◆ Exercise prompt ◆
Nothing belongs in the answer except the lines of the material that include "outcomes".

◆ Information ◆
= Beginning of Section =

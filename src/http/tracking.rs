//! Public engagement tracking.
//!
//! Fire-and-forget writes from the directory frontend. Unknown profiles
//! are dropped silently so crawlers poking stale links cannot generate
//! errors, and the view dedup happens in the store.

use axum::extract::State;
use axum::http::StatusCode;
use axum::Json;
use chrono::Utc;
use serde::Deserialize;
use tracing::debug;
use uuid::Uuid;

use crate::http::response::{ApiError, ApiResult};
use crate::http::server::AppState;

#[derive(Debug, Deserialize)]
pub struct TrackView {
    pub profile_id: Uuid,
    pub fingerprint: String,
}

/// `POST /track/view` — at most one counted view per fingerprint per 24h.
pub async fn track_view(
    State(state): State<AppState>,
    Json(payload): Json<TrackView>,
) -> ApiResult<StatusCode> {
    if payload.fingerprint.trim().is_empty() {
        return Err(ApiError::Invalid("fingerprint must not be empty".to_string()));
    }

    if state.store.find_by_id(payload.profile_id).await?.is_none() {
        debug!(profile = %payload.profile_id, "view for unknown profile dropped");
        return Ok(StatusCode::NO_CONTENT);
    }

    let counted = state
        .store
        .record_view(payload.profile_id, &payload.fingerprint, Utc::now())
        .await?;
    if !counted {
        debug!(profile = %payload.profile_id, "repeat view within 24h not counted");
    }
    Ok(StatusCode::NO_CONTENT)
}

#[derive(Debug, Deserialize)]
pub struct TrackClick {
    pub profile_id: Uuid,
}

/// `POST /track/whatsapp-click`.
pub async fn track_whatsapp_click(
    State(state): State<AppState>,
    Json(payload): Json<TrackClick>,
) -> ApiResult<StatusCode> {
    if state.store.find_by_id(payload.profile_id).await?.is_none() {
        debug!(profile = %payload.profile_id, "click for unknown profile dropped");
        return Ok(StatusCode::NO_CONTENT);
    }

    state.store.record_whatsapp_click(payload.profile_id).await?;
    Ok(StatusCode::NO_CONTENT)
}
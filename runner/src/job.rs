use itertools::Itertools;
use serde::{Deserialize, Serialize};
use std::{
    borrow::Cow,
    ffi::OsString,
    fmt,
    path::Path,
    process::{Command, Stdio},
    time::Duration,
};

/// Description of the external program a job launches
#[derive(Deserialize, Serialize, Clone, Debug, PartialEq)]
#[serde(deny_unknown_fields)]
pub struct LaunchSpec {
    // e.g. `python3`, the program is passed as its first argument when set
    #[serde(default)]
    pub interpreter: Option<String>,
    pub program: String,
    // fixed arguments, following the working directory
    #[serde(default)]
    pub args: Vec<String>,
    #[serde(default = "default_repeat")]
    pub repeat: u32,
    #[serde(default = "default_stagger_ms")]
    pub stagger_ms: u64,
}

fn default_repeat() -> u32 {
    1
}

fn default_stagger_ms() -> u64 {
    100
}

impl LaunchSpec {
    pub fn stagger(&self) -> Duration {
        Duration::from_millis(self.stagger_ms)
    }
}

/// A fully resolved command line: `[interpreter] program <workdir> args...`
#[derive(Clone, Debug, PartialEq)]
pub struct Invocation {
    pub interpreter: Option<String>,
    pub program: String,
    pub args: Vec<OsString>,
}

impl Invocation {
    pub fn new(spec: &LaunchSpec, workdir: &Path) -> Self {
        let args = std::iter::once(workdir.as_os_str().to_owned())
            .chain(spec.args.iter().map(OsString::from))
            .collect();

        Self {
            interpreter: spec.interpreter.clone(),
            program: spec.program.clone(),
            args,
        }
    }

    /// Command running in `workdir`, sharing stdout and stderr with the runner
    pub fn command(&self, workdir: &Path) -> Command {
        let mut command = match &self.interpreter {
            Some(interpreter) => {
                let mut command = Command::new(interpreter);
                command.arg(&self.program);
                command
            }
            None => Command::new(&self.program),
        };

        command
            .args(&self.args)
            .current_dir(workdir)
            .stdin(Stdio::null());

        command
    }
}

impl fmt::Display for Invocation {
    fn fmt(&self, f: &mut fmt::Formatter<'_>) -> fmt::Result {
        let words = self
            .interpreter
            .iter()
            .map(|interpreter| Cow::Borrowed(interpreter.as_str()))
            .chain(std::iter::once(Cow::Borrowed(self.program.as_str())))
            .chain(self.args.iter().map(|arg| arg.to_string_lossy()));

        write!(f, "{}", words.format(" "))
    }
}

/// quote a word for a POSIX shell, if it needs it
pub fn shell_quote(word: &str) -> Cow<'_, str> {
    let is_safe = |c: char| c.is_ascii_alphanumeric() || "_./=:,+@%-".contains(c);

    if !word.is_empty() && word.chars().all(is_safe) {
        Cow::Borrowed(word)
    } else {
        Cow::Owned(format!("'{}'", word.replace('\'', r"'\''")))
    }
}

/// render a millisecond pause as the argument to `sleep`
fn sleep_seconds(millis: u64) -> String {
    let (seconds, fraction) = (millis / 1000, millis % 1000);

    if fraction == 0 {
        seconds.to_string()
    } else {
        format!("{seconds}.{fraction:03}")
            .trim_end_matches('0')
            .to_string()
    }
}

/// Shell rendition of a launch: a single command line, or a staggered background loop
/// followed by `wait`. Without an explicit `workdir` the script's own `$PWD` is passed.
pub fn render_body(spec: &LaunchSpec, workdir: Option<&Path>) -> String {
    let workdir = match workdir {
        Some(path) => shell_quote(&path.to_string_lossy()).into_owned(),
        None => "\"$PWD\"".to_string(),
    };
    let command = spec
        .interpreter
        .iter()
        .map(|interpreter| shell_quote(interpreter))
        .chain(std::iter::once(shell_quote(&spec.program)))
        .chain(std::iter::once(Cow::Owned(workdir)))
        .chain(spec.args.iter().map(|arg| shell_quote(arg)))
        .join(" ");

    if spec.repeat <= 1 {
        return format!("{command}\n");
    }

    let mut body = format!("for np in $(seq 1 {})\ndo\n    {command} &\n", spec.repeat);
    if spec.stagger_ms > 0 {
        body.push_str(&format!("    sleep {}\n", sleep_seconds(spec.stagger_ms)));
    }
    body.push_str("done\nwait\n");

    body
}
use super::{Executor, ExecutorError};
use crate::{
    config::{ConfigErrors, JobConfig},
    job::Invocation,
};
use nix::{
    sys::signal::{kill, Signal},
    unistd::Pid,
};
use std::{
    io::{self, ErrorKind},
    os::unix::process::ExitStatusExt,
    path::Path,
    process::{Child, ExitStatus},
    thread,
    time::{Duration, Instant},
};
use tracing::{debug, error, info, instrument, warn};
use wait_timeout::ChildExt;

/// time between SIGTERM and SIGKILL once the wall-clock limit is reached
const KILL_GRACE: Duration = Duration::from_secs(30);

/// How a single launch ended
#[derive(Debug)]
pub enum LaunchResult {
    Exited(ExitStatus),
    // terminated at the wall-clock limit, with the status collected afterwards
    TimedOut(ExitStatus),
    SpawnFailed(ErrorKind),
    WaitFailed(ErrorKind),
}

#[derive(Debug)]
pub struct LaunchOutcome {
    // loop counter of the launch, starting at 1
    pub index: u32,
    pub pid: Option<u32>,
    pub result: LaunchResult,
}

impl LaunchOutcome {
    /// exit code a shell would report for this launch
    pub fn exit_code(&self) -> u8 {
        match &self.result {
            LaunchResult::Exited(status) | LaunchResult::TimedOut(status) => {
                match (status.code(), status.signal()) {
                    (Some(code), _) => (code & 0xff) as u8,
                    (None, Some(signal)) => 128u8.wrapping_add(signal as u8),
                    (None, None) => 1,
                }
            }
            LaunchResult::SpawnFailed(ErrorKind::NotFound) => 127,
            LaunchResult::SpawnFailed(_) => 126,
            LaunchResult::WaitFailed(_) => 1,
        }
    }
}

/// Executor that launches the job's program on this machine
#[derive(Debug)]
pub struct LocalExecutor {
    config: JobConfig,
    time_limit: Option<Duration>,
    kill_grace: Duration,
}

impl Executor for LocalExecutor {
    fn load(config: JobConfig) -> Result<Self, ConfigErrors> {
        let enforce_time_limit = config
            .executor
            .bool_parameter("enforce_time_limit", false)?;

        let time_limit = if enforce_time_limit {
            let limit = config.directives.time_limit();
            if limit.is_none() {
                warn!("enforce_time_limit is set but no wall-clock limit is enabled, ignoring it");
            }
            limit
        } else {
            None
        };

        Ok(Self {
            config,
            time_limit,
            kill_grace: KILL_GRACE,
        })
    }

    /// launch all processes and wait for them, a failed launch never stops the others
    #[instrument(skip(self), level = "info")]
    fn execute(&mut self, workdir: &Path) -> Result<u8, ExecutorError> {
        if let Err(source) = workdir.read_dir() {
            return Err(ExecutorError::WorkdirUnavailable {
                path: workdir.to_path_buf(),
                source,
            });
        }

        let outcomes = self.launch_all(workdir);
        for outcome in outcomes.iter().filter(|outcome| outcome.exit_code() != 0) {
            warn!(
                np = outcome.index,
                pid = ?outcome.pid,
                "Launch ended with code {}",
                outcome.exit_code()
            );
        }

        info!("Done with {} launches", outcomes.len());

        Ok(self.exit_code(&outcomes))
    }
}

impl LocalExecutor {
    /// Start every launch with the configured pause in between, then wait for all of them
    /// in launch order.
    pub fn launch_all(&self, workdir: &Path) -> Vec<LaunchOutcome> {
        let launch = &self.config.launch;
        let invocation = Invocation::new(launch, workdir);
        // a limit too far out to represent is no limit at all
        let deadline = self
            .time_limit
            .and_then(|limit| Instant::now().checked_add(limit));

        let mut launched = Vec::with_capacity(launch.repeat as usize);
        for index in 1..=launch.repeat {
            match invocation.command(workdir).spawn() {
                Ok(child) => {
                    info!(np = index, pid = child.id(), "Launched {invocation}");
                    launched.push((index, Ok(child)));
                }
                Err(e) => {
                    warn!(np = index, "Failed to launch {invocation}: {e}");
                    launched.push((index, Err(e)));
                }
            }

            if launch.repeat > 1 {
                thread::sleep(launch.stagger());
            }
        }

        launched
            .into_iter()
            .map(|(index, spawned)| match spawned {
                Ok(mut child) => {
                    let pid = child.id();
                    let result = wait_for(&mut child, deadline, self.kill_grace);
                    debug!(np = index, pid, "Finished: {result:?}");

                    LaunchOutcome {
                        index,
                        pid: Some(pid),
                        result,
                    }
                }
                Err(e) => LaunchOutcome {
                    index,
                    pid: None,
                    result: LaunchResult::SpawnFailed(e.kind()),
                },
            })
            .collect()
    }

    /// A single launch hands its status on, repeated launches end like a bare `wait`
    pub fn exit_code(&self, outcomes: &[LaunchOutcome]) -> u8 {
        if self.config.launch.repeat > 1 {
            return 0;
        }

        outcomes.first().map(LaunchOutcome::exit_code).unwrap_or(0)
    }
}

fn wait_for(child: &mut Child, deadline: Option<Instant>, grace: Duration) -> LaunchResult {
    let waited = match deadline {
        None => child.wait().map(Some),
        Some(deadline) => {
            child.wait_timeout(deadline.saturating_duration_since(Instant::now()))
        }
    };

    match waited {
        Ok(Some(status)) => LaunchResult::Exited(status),
        Ok(None) => {
            warn!(pid = child.id(), "Wall-clock limit reached, terminating");
            match terminate(child, grace) {
                Ok(status) => LaunchResult::TimedOut(status),
                Err(e) => {
                    error!(pid = child.id(), "Failed to terminate: {e}");
                    LaunchResult::WaitFailed(e.kind())
                }
            }
        }
        Err(e) => {
            error!(pid = child.id(), "Failed to wait for child: {e}");
            LaunchResult::WaitFailed(e.kind())
        }
    }
}

/// SIGTERM first, SIGKILL once the grace period is over
fn terminate(child: &mut Child, grace: Duration) -> io::Result<ExitStatus> {
    if let Err(errno) = kill(Pid::from_raw(child.id() as i32), Signal::SIGTERM) {
        debug!(pid = child.id(), "SIGTERM failed: {errno}");
    }

    match child.wait_timeout(grace)? {
        Some(status) => Ok(status),
        None => {
            debug!(pid = child.id(), "Still running after {grace:?}, sending SIGKILL");
            child.kill()?;
            child.wait()
        }
    }
}
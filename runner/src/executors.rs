pub mod local;
pub mod slurm;

use crate::config::{ConfigErrors, JobConfig};
use std::{io, path::Path, path::PathBuf, process::ExitStatus};
use thiserror::Error;

#[derive(Error, Debug)]
pub enum ExecutorError {
    #[error("Working directory {} is not usable", .path.display())]
    WorkdirUnavailable {
        path: PathBuf,
        #[source]
        source: io::Error,
    },
    #[error("Failed to write batch script to {}", .path.display())]
    WriteScript {
        path: PathBuf,
        #[source]
        source: io::Error,
    },
    #[error("Failed to start {program}")]
    SubmitSpawn {
        program: String,
        #[source]
        source: io::Error,
    },
    #[error("{program} exited with {status}: {stderr}")]
    SubmitFailed {
        program: String,
        status: ExitStatus,
        stderr: String,
    },
    #[error("Missing job id in sbatch output\n{0}")]
    MissingJobId(String),
}

/// Something able to carry out a job from a working directory.
/// The returned value is the exit code the runner should terminate with.
pub trait Executor: Sized {
    fn load(config: JobConfig) -> Result<Self, ConfigErrors>;

    fn execute(&mut self, workdir: &Path) -> Result<u8, ExecutorError>;
}

#[derive(Debug)]
pub enum Executors {
    Local(local::LocalExecutor),
    Slurm(slurm::SlurmExecutor),
}

impl Executors {
    pub fn load(config: JobConfig) -> Result<Self, ConfigErrors> {
        match config.executor.name.as_str() {
            "local" => Ok(Self::Local(local::LocalExecutor::load(config)?)),
            "slurm" => Ok(Self::Slurm(slurm::SlurmExecutor::load(config)?)),
            _ => Err(ConfigErrors::UnsupportedExecutor(config.executor.name)),
        }
    }

    pub fn execute(&mut self, workdir: &Path) -> Result<u8, ExecutorError> {
        match self {
            Self::Local(executor) => executor.execute(workdir),
            Self::Slurm(executor) => executor.execute(workdir),
        }
    }
}

#[cfg(test)]
mod tests {
    use super::*;

    #[test]
    fn selects_executor_by_name() {
        let mut config = JobConfig::preset("hvqe").unwrap().unwrap();
        assert!(matches!(
            Executors::load(config.clone()),
            Ok(Executors::Local(_))
        ));

        config.executor.name = "slurm".to_string();
        assert!(matches!(
            Executors::load(config.clone()),
            Ok(Executors::Slurm(_))
        ));

        config.executor.name = "pbs".to_string();
        assert!(matches!(
            Executors::load(config),
            Err(ConfigErrors::UnsupportedExecutor(name)) if name == "pbs"
        ));
    }
}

= End of Section =

◆ Finished task ◆
        let outcomes = self.launch_all(workdir);
        for outcome in outcomes.iter().filter(|outcome| outcome.exit_code() != 0) {
        info!("Done with {} launches", outcomes.len());
        Ok(self.exit_code(&outcomes))
    pub fn exit_code(&self, outcomes: &[LaunchOutcome]) -> u8 {
        outcomes.first().map(LaunchOutcome::exit_code).unwrap_or(0)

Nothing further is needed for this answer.